(RECORDS TO USE)
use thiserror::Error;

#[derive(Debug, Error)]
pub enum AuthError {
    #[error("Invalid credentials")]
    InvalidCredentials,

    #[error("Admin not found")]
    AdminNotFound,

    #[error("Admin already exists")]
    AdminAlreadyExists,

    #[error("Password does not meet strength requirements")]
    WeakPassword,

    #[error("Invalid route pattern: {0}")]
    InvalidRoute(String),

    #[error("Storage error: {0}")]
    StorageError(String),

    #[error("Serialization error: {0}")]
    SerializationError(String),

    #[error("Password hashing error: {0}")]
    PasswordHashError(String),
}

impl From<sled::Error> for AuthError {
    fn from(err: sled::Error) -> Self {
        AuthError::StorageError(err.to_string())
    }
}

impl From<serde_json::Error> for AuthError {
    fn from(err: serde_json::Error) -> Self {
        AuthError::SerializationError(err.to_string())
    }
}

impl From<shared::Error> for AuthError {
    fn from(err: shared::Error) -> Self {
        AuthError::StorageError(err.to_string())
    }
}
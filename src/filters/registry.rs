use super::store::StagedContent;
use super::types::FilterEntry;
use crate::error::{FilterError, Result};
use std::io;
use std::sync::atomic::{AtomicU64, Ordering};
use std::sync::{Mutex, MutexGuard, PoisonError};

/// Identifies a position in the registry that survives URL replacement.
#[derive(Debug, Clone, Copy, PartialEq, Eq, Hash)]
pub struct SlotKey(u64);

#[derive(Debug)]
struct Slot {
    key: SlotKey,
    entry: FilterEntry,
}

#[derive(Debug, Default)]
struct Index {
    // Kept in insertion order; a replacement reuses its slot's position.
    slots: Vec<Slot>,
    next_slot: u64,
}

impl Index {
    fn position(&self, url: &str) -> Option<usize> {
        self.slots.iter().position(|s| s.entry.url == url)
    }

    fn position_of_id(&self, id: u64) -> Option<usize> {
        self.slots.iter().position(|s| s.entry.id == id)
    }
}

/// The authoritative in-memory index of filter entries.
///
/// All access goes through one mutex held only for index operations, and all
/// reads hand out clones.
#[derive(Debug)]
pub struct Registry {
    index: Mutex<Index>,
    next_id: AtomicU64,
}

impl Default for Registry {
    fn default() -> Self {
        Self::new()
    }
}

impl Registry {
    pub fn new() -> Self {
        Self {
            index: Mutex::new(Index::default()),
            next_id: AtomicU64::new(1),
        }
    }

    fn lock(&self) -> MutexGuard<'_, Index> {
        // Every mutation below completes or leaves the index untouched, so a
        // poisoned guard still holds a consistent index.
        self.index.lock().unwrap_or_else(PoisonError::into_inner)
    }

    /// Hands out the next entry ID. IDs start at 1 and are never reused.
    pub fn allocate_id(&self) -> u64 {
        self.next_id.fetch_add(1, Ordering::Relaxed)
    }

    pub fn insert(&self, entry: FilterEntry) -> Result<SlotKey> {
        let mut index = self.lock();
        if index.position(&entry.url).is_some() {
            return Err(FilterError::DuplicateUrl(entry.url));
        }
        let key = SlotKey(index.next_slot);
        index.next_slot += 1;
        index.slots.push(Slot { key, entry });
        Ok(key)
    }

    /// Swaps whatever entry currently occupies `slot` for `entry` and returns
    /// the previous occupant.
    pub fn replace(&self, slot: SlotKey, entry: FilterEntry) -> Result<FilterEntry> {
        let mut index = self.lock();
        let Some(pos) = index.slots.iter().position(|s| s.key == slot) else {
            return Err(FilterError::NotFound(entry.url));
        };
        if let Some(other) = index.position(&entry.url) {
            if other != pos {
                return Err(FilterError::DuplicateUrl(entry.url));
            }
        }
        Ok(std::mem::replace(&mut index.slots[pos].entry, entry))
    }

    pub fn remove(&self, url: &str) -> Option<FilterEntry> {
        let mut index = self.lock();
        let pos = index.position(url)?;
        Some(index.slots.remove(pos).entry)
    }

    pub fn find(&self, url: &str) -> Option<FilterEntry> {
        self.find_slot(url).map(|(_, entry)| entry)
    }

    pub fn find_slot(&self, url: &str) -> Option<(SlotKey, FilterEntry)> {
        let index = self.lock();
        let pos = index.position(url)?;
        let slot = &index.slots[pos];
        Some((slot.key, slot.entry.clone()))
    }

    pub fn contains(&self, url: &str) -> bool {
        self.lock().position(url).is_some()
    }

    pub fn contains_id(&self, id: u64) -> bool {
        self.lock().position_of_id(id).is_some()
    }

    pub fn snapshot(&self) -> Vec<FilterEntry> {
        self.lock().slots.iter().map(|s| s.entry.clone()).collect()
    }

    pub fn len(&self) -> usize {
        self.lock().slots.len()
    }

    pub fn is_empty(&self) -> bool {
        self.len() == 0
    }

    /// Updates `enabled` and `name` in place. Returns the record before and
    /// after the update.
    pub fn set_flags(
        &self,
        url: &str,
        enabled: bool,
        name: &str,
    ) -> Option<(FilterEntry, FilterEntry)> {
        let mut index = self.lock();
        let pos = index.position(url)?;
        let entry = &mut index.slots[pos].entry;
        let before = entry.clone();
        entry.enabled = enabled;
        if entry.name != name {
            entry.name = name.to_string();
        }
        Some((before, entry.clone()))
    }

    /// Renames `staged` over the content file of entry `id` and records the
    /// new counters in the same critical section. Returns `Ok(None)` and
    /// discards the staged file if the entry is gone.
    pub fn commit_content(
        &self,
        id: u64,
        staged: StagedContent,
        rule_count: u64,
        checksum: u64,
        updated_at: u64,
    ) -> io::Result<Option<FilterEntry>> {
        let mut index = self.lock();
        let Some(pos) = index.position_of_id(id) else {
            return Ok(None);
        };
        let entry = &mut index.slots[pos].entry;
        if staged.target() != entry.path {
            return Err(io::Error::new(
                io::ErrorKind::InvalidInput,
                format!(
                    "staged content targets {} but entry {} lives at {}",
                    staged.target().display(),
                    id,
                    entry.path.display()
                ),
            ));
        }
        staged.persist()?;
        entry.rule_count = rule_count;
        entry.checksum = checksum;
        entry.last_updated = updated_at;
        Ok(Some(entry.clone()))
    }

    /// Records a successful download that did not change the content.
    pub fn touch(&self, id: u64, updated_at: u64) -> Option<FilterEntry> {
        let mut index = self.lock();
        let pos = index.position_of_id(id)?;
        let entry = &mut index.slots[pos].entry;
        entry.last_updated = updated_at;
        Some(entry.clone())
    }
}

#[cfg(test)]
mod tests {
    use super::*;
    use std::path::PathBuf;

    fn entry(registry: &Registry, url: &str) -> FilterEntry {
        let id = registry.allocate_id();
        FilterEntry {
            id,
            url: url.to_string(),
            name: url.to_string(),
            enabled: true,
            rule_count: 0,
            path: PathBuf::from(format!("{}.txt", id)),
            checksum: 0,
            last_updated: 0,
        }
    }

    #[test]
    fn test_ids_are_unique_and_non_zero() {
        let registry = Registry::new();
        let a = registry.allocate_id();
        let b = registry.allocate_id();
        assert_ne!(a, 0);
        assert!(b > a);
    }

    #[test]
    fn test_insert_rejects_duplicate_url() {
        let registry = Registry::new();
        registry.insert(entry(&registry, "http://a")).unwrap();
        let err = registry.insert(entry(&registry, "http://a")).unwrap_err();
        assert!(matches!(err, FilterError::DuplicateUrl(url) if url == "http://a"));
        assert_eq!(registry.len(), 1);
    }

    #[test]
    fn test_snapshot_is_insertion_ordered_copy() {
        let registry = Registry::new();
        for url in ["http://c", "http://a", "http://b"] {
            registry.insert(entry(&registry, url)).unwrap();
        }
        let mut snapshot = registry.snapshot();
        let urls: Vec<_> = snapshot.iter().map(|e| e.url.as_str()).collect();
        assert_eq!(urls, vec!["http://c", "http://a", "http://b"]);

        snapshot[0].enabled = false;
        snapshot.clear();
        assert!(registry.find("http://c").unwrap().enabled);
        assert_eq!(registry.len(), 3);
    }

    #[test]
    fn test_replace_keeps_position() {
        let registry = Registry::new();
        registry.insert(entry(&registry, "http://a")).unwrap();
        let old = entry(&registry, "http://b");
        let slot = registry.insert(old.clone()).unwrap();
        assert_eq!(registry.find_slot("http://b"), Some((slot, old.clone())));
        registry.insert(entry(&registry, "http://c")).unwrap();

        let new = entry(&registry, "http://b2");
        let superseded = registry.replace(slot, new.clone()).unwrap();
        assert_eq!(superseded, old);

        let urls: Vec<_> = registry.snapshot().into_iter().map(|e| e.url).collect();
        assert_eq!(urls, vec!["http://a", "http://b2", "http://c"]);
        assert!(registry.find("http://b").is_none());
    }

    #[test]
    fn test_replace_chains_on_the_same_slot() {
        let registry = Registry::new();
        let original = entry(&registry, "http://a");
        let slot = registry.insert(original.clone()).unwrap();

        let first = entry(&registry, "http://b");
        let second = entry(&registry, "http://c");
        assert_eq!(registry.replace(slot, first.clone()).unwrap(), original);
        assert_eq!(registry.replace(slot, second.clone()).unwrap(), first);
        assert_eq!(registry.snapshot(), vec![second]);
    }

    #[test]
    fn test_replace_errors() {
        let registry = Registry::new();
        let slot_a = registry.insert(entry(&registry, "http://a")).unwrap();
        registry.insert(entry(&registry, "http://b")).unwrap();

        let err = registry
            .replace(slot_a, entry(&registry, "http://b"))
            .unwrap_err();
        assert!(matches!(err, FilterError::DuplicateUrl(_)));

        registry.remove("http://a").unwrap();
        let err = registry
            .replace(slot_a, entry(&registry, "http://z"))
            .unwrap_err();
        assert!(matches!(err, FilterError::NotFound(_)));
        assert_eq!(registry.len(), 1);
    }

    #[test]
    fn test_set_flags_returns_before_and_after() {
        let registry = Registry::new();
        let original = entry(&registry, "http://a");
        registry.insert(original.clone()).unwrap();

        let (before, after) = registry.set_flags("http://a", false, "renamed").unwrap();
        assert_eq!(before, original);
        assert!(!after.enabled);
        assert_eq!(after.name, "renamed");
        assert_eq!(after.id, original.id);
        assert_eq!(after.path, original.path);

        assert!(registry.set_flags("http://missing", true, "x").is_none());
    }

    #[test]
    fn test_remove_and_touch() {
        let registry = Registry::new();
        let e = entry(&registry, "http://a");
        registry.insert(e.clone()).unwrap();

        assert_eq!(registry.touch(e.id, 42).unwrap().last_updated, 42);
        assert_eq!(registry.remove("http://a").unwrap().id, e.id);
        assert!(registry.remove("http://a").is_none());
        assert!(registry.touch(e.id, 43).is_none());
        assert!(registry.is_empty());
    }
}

(WHAT IS EXPECTED)
Provide only the count of lines within the entries above that include the string "enabled".

(EXERCISE SOLUTION)
7